((

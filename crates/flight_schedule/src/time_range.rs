//! Time-range parsing for order-sheet air times.
//!
//! Order sheets write air times in dozens of shapes: `6:00a-7:00a`,
//! `7-730p`, `11-130p`, `1130-12p`, `6a-11:59p`, `18:00-20:00`. This module
//! turns any of them into one canonical [`TimeRange`] inside the broadcast
//! day. Parsing never fails: text that cannot be understood yields the
//! full-day range flagged [`ParseConfidence::Fallback`].
//!
//! # Examples
//!
//! ```
//! use flight_schedule::time_range::{parse_time_range, ParseConfidence};
//!
//! let parsed = parse_time_range("11-130p");
//! assert_eq!(parsed.range.to_string(), "11:00-13:30");
//! assert_eq!(parsed.confidence, ParseConfidence::Parsed);
//!
//! let unknown = parse_time_range("see attached");
//! assert_eq!(unknown.range.to_string(), "06:00-23:59");
//! assert!(unknown.is_low_confidence());
//! ```

use flight_core::types::TimeOfDay;
use std::fmt;
use tracing::{debug, warn};

/// Separators joining sub-ranges whose union is still in force.
const UNION_SEPARATORS: [char; 2] = [';', '/'];

/// Minutes in a full calendar day.
const MINUTES_PER_DAY: u32 = 24 * 60;

/// A start/end pair of air times within one broadcast day.
///
/// Invariant: `06:00 <= start <= end <= 23:59`. The constructor clamps its
/// inputs to hold it, so no `TimeRange` ever spans midnight.
///
/// # Examples
///
/// ```
/// use flight_schedule::time_range::TimeRange;
/// use flight_core::types::TimeOfDay;
///
/// let range = TimeRange::new(
///     TimeOfDay::from_hm(19, 0).unwrap(),
///     TimeOfDay::from_hm(19, 30).unwrap(),
/// );
/// assert_eq!(range.to_string(), "19:00-19:30");
/// assert_eq!(range.to_meridiem_string(), "7:00p-7:30p");
/// assert_eq!(range.duration_minutes(), 30);
/// ```
#[derive(Copy, Clone, Debug, PartialEq, Eq, Hash)]
#[cfg_attr(feature = "serde", derive(serde::Serialize))]
pub struct TimeRange {
    start: TimeOfDay,
    end: TimeOfDay,
}

impl TimeRange {
    /// The whole broadcast day, 06:00-23:59.
    pub const FULL_DAY: TimeRange = TimeRange {
        start: TimeOfDay::FLOOR,
        end: TimeOfDay::CEILING,
    };

    /// Creates a range, raising `start` to the floor and `end` to at least `start`.
    pub fn new(start: TimeOfDay, end: TimeOfDay) -> Self {
        let start = start.at_least_floor();
        Self {
            start,
            end: end.max(start),
        }
    }

    /// Returns the start time.
    #[inline]
    pub fn start(&self) -> TimeOfDay {
        self.start
    }

    /// Returns the end time.
    #[inline]
    pub fn end(&self) -> TimeOfDay {
        self.end
    }

    /// Returns whether this is the full broadcast day.
    #[inline]
    pub fn is_full_day(&self) -> bool {
        *self == Self::FULL_DAY
    }

    /// Returns the length of the range in minutes.
    #[inline]
    pub fn duration_minutes(&self) -> u32 {
        self.end.minutes_since_midnight() - self.start.minutes_since_midnight()
    }

    /// Returns whether `time` falls inside the range (inclusive).
    #[inline]
    pub fn contains(&self, time: TimeOfDay) -> bool {
        self.start <= time && time <= self.end
    }

    /// Formats the range in the compact 12-hour form used on order sheets.
    pub fn to_meridiem_string(&self) -> String {
        format!(
            "{}-{}",
            self.start.to_meridiem_string(),
            self.end.to_meridiem_string()
        )
    }
}

impl Default for TimeRange {
    fn default() -> Self {
        Self::FULL_DAY
    }
}

impl fmt::Display for TimeRange {
    /// Formats the range as `HH:MM-HH:MM`.
    fn fmt(&self, f: &mut fmt::Formatter<'_>) -> fmt::Result {
        write!(f, "{}-{}", self.start, self.end)
    }
}

/// How much a parsed range can be trusted.
#[derive(Copy, Clone, Debug, PartialEq, Eq, Hash)]
#[cfg_attr(feature = "serde", derive(serde::Serialize))]
#[cfg_attr(feature = "serde", serde(rename_all = "snake_case"))]
pub enum ParseConfidence {
    /// The text was understood.
    Parsed,
    /// The text was not understood and the full-day default was substituted.
    Fallback,
}

/// A parsed range together with its confidence.
#[derive(Copy, Clone, Debug, PartialEq, Eq)]
#[cfg_attr(feature = "serde", derive(serde::Serialize))]
pub struct ParsedTimeRange {
    /// The canonical range.
    pub range: TimeRange,
    /// Whether the range came from the text or from the default.
    pub confidence: ParseConfidence,
}

impl ParsedTimeRange {
    fn parsed(range: TimeRange) -> Self {
        Self {
            range,
            confidence: ParseConfidence::Parsed,
        }
    }

    fn fallback() -> Self {
        Self {
            range: TimeRange::FULL_DAY,
            confidence: ParseConfidence::Fallback,
        }
    }

    /// Returns whether the caller should ask for confirmation.
    #[inline]
    pub fn is_low_confidence(&self) -> bool {
        self.confidence == ParseConfidence::Fallback
    }
}

/// Parses raw time text into a canonical range.
///
/// Sub-ranges joined by `;` or `/` are collapsed to the earliest start and
/// latest end among those that parse. A start without an am/pm marker takes
/// the end's marker, except that it is read as morning when the end is
/// afternoon and either starts a lower clock hour (`11-130p`) or is noon
/// (`1130-12p`). Ends at or past midnight clamp to 23:59 and starts before
/// 06:00 are raised to 06:00.
///
/// # Examples
///
/// ```
/// use flight_schedule::time_range::parse_time_range;
///
/// assert_eq!(parse_time_range("6:00a-7:00a").range.to_string(), "06:00-07:00");
/// assert_eq!(parse_time_range("1130-12p").range.to_string(), "11:30-12:00");
/// assert_eq!(parse_time_range("11:00p-1a").range.to_string(), "23:00-23:59");
/// assert_eq!(parse_time_range("4p-5p; 6p-7p").range.to_string(), "16:00-19:00");
/// ```
pub fn parse_time_range(text: &str) -> ParsedTimeRange {
    if text.contains(&UNION_SEPARATORS[..]) {
        return parse_union(text);
    }

    match parse_single(text) {
        Some(range) => ParsedTimeRange::parsed(range),
        None => {
            warn!(text, "unparsable time range, using full broadcast day");
            ParsedTimeRange::fallback()
        }
    }
}

fn parse_union(text: &str) -> ParsedTimeRange {
    let ranges: Vec<TimeRange> = text
        .split(&UNION_SEPARATORS[..])
        .map(str::trim)
        .filter(|part| !part.is_empty())
        .filter_map(|part| {
            let range = parse_single(part);
            if range.is_none() {
                warn!(part, text, "skipping unparsable sub-range");
            }
            range
        })
        .collect();

    let start = ranges.iter().map(TimeRange::start).min();
    let end = ranges.iter().map(TimeRange::end).max();
    match (start, end) {
        (Some(start), Some(end)) => {
            let range = TimeRange::new(start, end);
            debug!(text, %range, sub_ranges = ranges.len(), "collapsed union of time ranges");
            ParsedTimeRange::parsed(range)
        }
        _ => {
            warn!(text, "no sub-range parsed, using full broadcast day");
            ParsedTimeRange::fallback()
        }
    }
}

#[derive(Copy, Clone, Debug, PartialEq, Eq)]
enum Meridiem {
    Am,
    Pm,
}

/// One side of a range as written: clock digits plus an optional marker.
#[derive(Copy, Clone, Debug, PartialEq, Eq)]
struct Endpoint {
    hour: u32,
    minute: u32,
    meridiem: Option<Meridiem>,
}

impl Endpoint {
    /// Minutes since midnight under the given marker (24-hour when `None`).
    fn minutes(&self, meridiem: Option<Meridiem>) -> u32 {
        let hour = match meridiem {
            Some(Meridiem::Am) => self.hour % 12,
            Some(Meridiem::Pm) => self.hour % 12 + 12,
            None => self.hour,
        };
        hour * 60 + self.minute
    }
}

fn normalise(text: &str) -> String {
    let compact: String = text
        .chars()
        .filter(|c| !c.is_whitespace() && *c != '.')
        .flat_map(char::to_lowercase)
        .map(|c| if c == '–' || c == '—' { '-' } else { c })
        .collect();
    compact
        .replace("midnight", "12a")
        .replace("noon", "12p")
        .replace("am", "a")
        .replace("pm", "p")
        .replace("to", "-")
}

fn parse_single(text: &str) -> Option<TimeRange> {
    let normalised = normalise(text);
    let (start, end) = normalised.split_once('-')?;
    if end.contains('-') {
        return None;
    }
    let start = parse_endpoint(start)?;
    let end = parse_endpoint(end)?;
    Some(resolve(start, end))
}

fn parse_endpoint(token: &str) -> Option<Endpoint> {
    let split = token
        .find(|c: char| c.is_ascii_alphabetic())
        .unwrap_or(token.len());
    let (clock, marker) = token.split_at(split);

    let (hour, minute) = parse_clock(clock)?;
    if minute > 59 {
        return None;
    }

    let meridiem = match marker {
        "" => None,
        "a" => Some(Meridiem::Am),
        "p" => Some(Meridiem::Pm),
        // 12m / 12n are order-sheet shorthand for midnight and noon.
        "m" if hour == 12 => Some(Meridiem::Am),
        "n" if hour == 12 => Some(Meridiem::Pm),
        _ => return None,
    };

    let hour_ok = match meridiem {
        Some(_) => (1..=12).contains(&hour),
        None => hour < 24 || (hour == 24 && minute == 0),
    };
    hour_ok.then_some(Endpoint {
        hour,
        minute,
        meridiem,
    })
}

/// Splits `h`, `hh`, `h:mm`, `hh:mm`, `hmm` or `hhmm` into hour and minute.
fn parse_clock(clock: &str) -> Option<(u32, u32)> {
    fn digits(s: &str) -> Option<u32> {
        if s.is_empty() || !s.bytes().all(|b| b.is_ascii_digit()) {
            return None;
        }
        s.parse().ok()
    }

    if !clock.bytes().all(|b| b.is_ascii_digit() || b == b':') {
        return None;
    }

    if let Some((hour, minute)) = clock.split_once(':') {
        if hour.len() > 2 || minute.len() != 2 {
            return None;
        }
        return Some((digits(hour)?, digits(minute)?));
    }

    match clock.len() {
        1 | 2 => Some((digits(clock)?, 0)),
        3 => Some((digits(&clock[..1])?, digits(&clock[1..])?)),
        4 => Some((digits(&clock[..2])?, digits(&clock[2..])?)),
        _ => None,
    }
}

fn resolve(start: Endpoint, end: Endpoint) -> TimeRange {
    let start_meridiem = match (start.meridiem, end.meridiem) {
        (Some(marker), _) => Some(marker),
        (None, _) if start.hour > 12 => None,
        (None, Some(Meridiem::Pm))
            if start.hour != 12 && (end.hour == 12 || start.hour > end.hour) =>
        {
            Some(Meridiem::Am)
        }
        (None, end_marker) => end_marker,
    };
    let raw_start = start.minutes(start_meridiem);

    let end_meridiem = match (end.meridiem, start_meridiem) {
        (Some(marker), _) => Some(marker),
        (None, Some(Meridiem::Am)) if end.hour <= 12 => {
            if end.minutes(Some(Meridiem::Am)) < raw_start {
                Some(Meridiem::Pm)
            } else {
                Some(Meridiem::Am)
            }
        }
        (None, Some(Meridiem::Pm)) if end.hour <= 12 => Some(Meridiem::Pm),
        (None, _) => None,
    };
    let raw_end = end.minutes(end_meridiem);

    let past_midnight = end_meridiem == Some(Meridiem::Am) && (end.hour == 12 || end.hour < 6);
    let end_time = if past_midnight || raw_end >= MINUTES_PER_DAY || raw_end < raw_start {
        TimeOfDay::CEILING
    } else {
        TimeOfDay::from_minutes_saturating(raw_end)
    };

    TimeRange::new(TimeOfDay::from_minutes_saturating(raw_start), end_time)
}
//! Explicit weekday selections.
//!
//! A [`WeekdaySet`] is the day-of-week checkbox row of a traffic-system
//! entry: any subset of the seven weekdays, iterated Monday first.

use chrono::Weekday;
use std::fmt;

/// Week order used throughout the workspace (Monday first).
const WEEK: [Weekday; 7] = [
    Weekday::Mon,
    Weekday::Tue,
    Weekday::Wed,
    Weekday::Thu,
    Weekday::Fri,
    Weekday::Sat,
    Weekday::Sun,
];

/// Returns the short order-sheet code for a weekday.
///
/// # Examples
///
/// ```
/// use flight_core::types::weekday_code;
/// use chrono::Weekday;
///
/// assert_eq!(weekday_code(Weekday::Mon), "M");
/// assert_eq!(weekday_code(Weekday::Thu), "Th");
/// assert_eq!(weekday_code(Weekday::Sun), "Su");
/// ```
pub fn weekday_code(day: Weekday) -> &'static str {
    match day {
        Weekday::Mon => "M",
        Weekday::Tue => "Tu",
        Weekday::Wed => "W",
        Weekday::Thu => "Th",
        Weekday::Fri => "F",
        Weekday::Sat => "Sa",
        Weekday::Sun => "Su",
    }
}

/// A set of weekdays.
///
/// # Examples
///
/// ```
/// use flight_core::types::WeekdaySet;
/// use chrono::Weekday;
///
/// let set = WeekdaySet::MON_FRI.with(Weekday::Sat);
/// assert_eq!(set.len(), 6);
/// assert!(set.contains(Weekday::Sat));
/// assert!(!set.contains(Weekday::Sun));
/// assert_eq!(set.to_string(), "M,Tu,W,Th,F,Sa");
/// ```
#[derive(Copy, Clone, Debug, Default, PartialEq, Eq, Hash)]
pub struct WeekdaySet(u8);

impl WeekdaySet {
    /// No days.
    pub const EMPTY: WeekdaySet = WeekdaySet(0);

    /// Monday through Friday.
    pub const MON_FRI: WeekdaySet = WeekdaySet(0b0001_1111);

    /// Saturday and Sunday.
    pub const SAT_SUN: WeekdaySet = WeekdaySet(0b0110_0000);

    /// Monday through Saturday.
    pub const MON_SAT: WeekdaySet = WeekdaySet(0b0011_1111);

    /// Every day of the week.
    pub const ALL: WeekdaySet = WeekdaySet(0b0111_1111);

    #[inline]
    fn bit(day: Weekday) -> u8 {
        1 << day.num_days_from_monday()
    }

    /// Returns a set containing only `day`.
    #[inline]
    pub fn single(day: Weekday) -> Self {
        WeekdaySet(Self::bit(day))
    }

    /// Returns the days from `first` through `last` in week order.
    ///
    /// A range whose end precedes its start wraps through Sunday, so
    /// `Fri..=Mon` covers Friday, Saturday, Sunday and Monday.
    ///
    /// # Examples
    ///
    /// ```
    /// use flight_core::types::WeekdaySet;
    /// use chrono::Weekday;
    ///
    /// assert_eq!(WeekdaySet::span(Weekday::Mon, Weekday::Fri), WeekdaySet::MON_FRI);
    /// assert_eq!(WeekdaySet::span(Weekday::Fri, Weekday::Mon).len(), 4);
    /// ```
    pub fn span(first: Weekday, last: Weekday) -> Self {
        let mut set = WeekdaySet::EMPTY;
        let mut day = first;
        loop {
            set = set.with(day);
            if day == last {
                return set;
            }
            day = day.succ();
        }
    }

    /// Returns whether `day` is in the set.
    #[inline]
    pub fn contains(&self, day: Weekday) -> bool {
        self.0 & Self::bit(day) != 0
    }

    /// Returns a copy of the set with `day` added.
    #[inline]
    pub fn with(self, day: Weekday) -> Self {
        WeekdaySet(self.0 | Self::bit(day))
    }

    /// Returns a copy of the set with `day` removed.
    #[inline]
    pub fn without(self, day: Weekday) -> Self {
        WeekdaySet(self.0 & !Self::bit(day))
    }

    /// Returns the union of two sets.
    #[inline]
    pub fn union(self, other: WeekdaySet) -> Self {
        WeekdaySet(self.0 | other.0)
    }

    /// Returns whether every day in `self` is also in `other`.
    #[inline]
    pub fn is_subset(&self, other: &WeekdaySet) -> bool {
        self.0 & !other.0 == 0
    }

    /// Returns the number of days in the set.
    #[inline]
    pub fn len(&self) -> u32 {
        self.0.count_ones()
    }

    /// Returns whether the set is empty.
    #[inline]
    pub fn is_empty(&self) -> bool {
        self.0 == 0
    }

    /// Iterates the days in the set, Monday first.
    pub fn iter(&self) -> impl Iterator<Item = Weekday> + '_ {
        WEEK.iter().copied().filter(move |day| self.contains(*day))
    }
}

impl FromIterator<Weekday> for WeekdaySet {
    fn from_iter<I: IntoIterator<Item = Weekday>>(iter: I) -> Self {
        iter.into_iter().fold(WeekdaySet::EMPTY, WeekdaySet::with)
    }
}

impl fmt::Display for WeekdaySet {
    /// Formats the set as comma-separated day codes (`M,W,F`).
    fn fmt(&self, f: &mut fmt::Formatter<'_>) -> fmt::Result {
        let codes: Vec<&str> = self.iter().map(weekday_code).collect();
        write!(f, "{}", codes.join(","))
    }
}

#[cfg(feature = "serde")]
mod serde_impl {
    use super::{weekday_code, WeekdaySet, WEEK};
    use serde::ser::SerializeSeq;
    use serde::{de, Deserialize, Deserializer, Serialize, Serializer};

    impl Serialize for WeekdaySet {
        fn serialize<S>(&self, serializer: S) -> Result<S::Ok, S::Error>
        where
            S: Serializer,
        {
            let mut seq = serializer.serialize_seq(Some(self.len() as usize))?;
            for day in self.iter() {
                seq.serialize_element(weekday_code(day))?;
            }
            seq.end()
        }
    }

    impl<'de> Deserialize<'de> for WeekdaySet {
        fn deserialize<D>(deserializer: D) -> Result<Self, D::Error>
        where
            D: Deserializer<'de>,
        {
            let codes = Vec::<String>::deserialize(deserializer)?;
            codes
                .iter()
                .map(|code| {
                    WEEK.iter()
                        .copied()
                        .find(|day| weekday_code(*day).eq_ignore_ascii_case(code))
                        .or_else(|| code.parse().ok())
                        .ok_or_else(|| de::Error::custom(format!("unknown weekday '{}'", code)))
                })
                .collect()
        }
    }
}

))

Show the lines of the entries that include the string "resolve", copying each in full.

== SOLUTION FOR THIS TASK ==
    Some(resolve(start, end))
fn resolve(start: Endpoint, end: Endpoint) -> TimeRange {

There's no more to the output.